SINGAPORE — Leader of the Opposition and Workers’ Party chief Pritam Singh has hired lawyers to defend him against the two charges he faces of lying to a Committee of Privileges over Raeesah Khan’s case.

Singh, 47, did not turn up in person on Wednesday morning (April 17) for a pre-trial conference in the State Courts — an administrative hearing to prepare the prosecution and the accused for trial.

Pre-trial conferences are usually held in chambers and are inaccessible to the media or the public. They can also be held over Zoom video call.

Singh was newly represented by lawyers Mr Andre Darius Jumabhoy and Mr Aristotle Emmanuel Eng Zhen Yang, who attended the pre-trial conference on his behalf before District Judge Chee Min Ping.

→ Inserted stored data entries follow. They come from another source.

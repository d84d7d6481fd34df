// SPDX-License-Identifier: MPL-2.0
//! User interface components and state management.
//!
//! Components follow the Elm-style "state down, messages up" pattern: each
//! screen owns a `State`, renders from it, and turns its `Message`s into
//! `Event`s that the application reacts to.
//!
//! # Screens
//!
//! - [`wizard`] - The staged questionnaire and its review page
//! - [`settings`] - Language, theme and wizard preferences
//!
//! # Shared Infrastructure
//!
//! - [`notifications`] - Toast notification queue for user feedback
//! - [`styles`] - Centralized styling (buttons, containers, tooltips)
//! - [`design_tokens`] - Design system constants (colors, spacing, sizing)
//! - [`theming`] - Light/Dark/System theme mode management

pub mod design_tokens;
pub mod notifications;
pub mod settings;
pub mod styles;
pub mod theming;
pub mod wizard;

A note in the court’s system indicated that the pre-trial conference would be adjourned to May 31, adding that “defence counsel has been recently instructed”.

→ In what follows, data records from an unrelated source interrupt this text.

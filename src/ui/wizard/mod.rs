// SPDX-License-Identifier: MPL-2.0
//! Multi-stage questionnaire wizard.
//!
//! [`State`] holds the position, the visited stages and the answers, and
//! turns [`Message`]s into [`Event`]s. The view renders the current stage;
//! the final stage also shows a review of everything answered so far.

mod review;
mod state;
mod view;

pub use review::display_answer;
pub use state::{Event, Message, State};
pub use view::{view, ViewContext};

Mr Jumabhoy fronts an eponymous boutique law firm. On his website, he is described as “a dedicated trial lawyer” with experience in criminal and civil law, as well as white-collar crime.

He began his legal career in 2003 as a barrister in London and returned to Singapore in 2011, joining the Attorney-General’s Chambers as a Deputy Public Prosecutor.

He obtained his Bachelor of Laws from King’s College London in 2002.

When contacted by CNA for a statement, Mr Jumabhoy’s law firm confirmed that they were acting for Singh, but said they could not provide other information at this juncture.

The two charges Singh faces allege that he wilfully made a false answer on Dec 10, 2021 and Dec 15, 2021 in the public hearing room at Parliament House.

This was during an inquiry before the Committee of Privileges, centering on the case of Raeesah Khan, who had lied over a sexual assault case and accused the police of mishandling the case.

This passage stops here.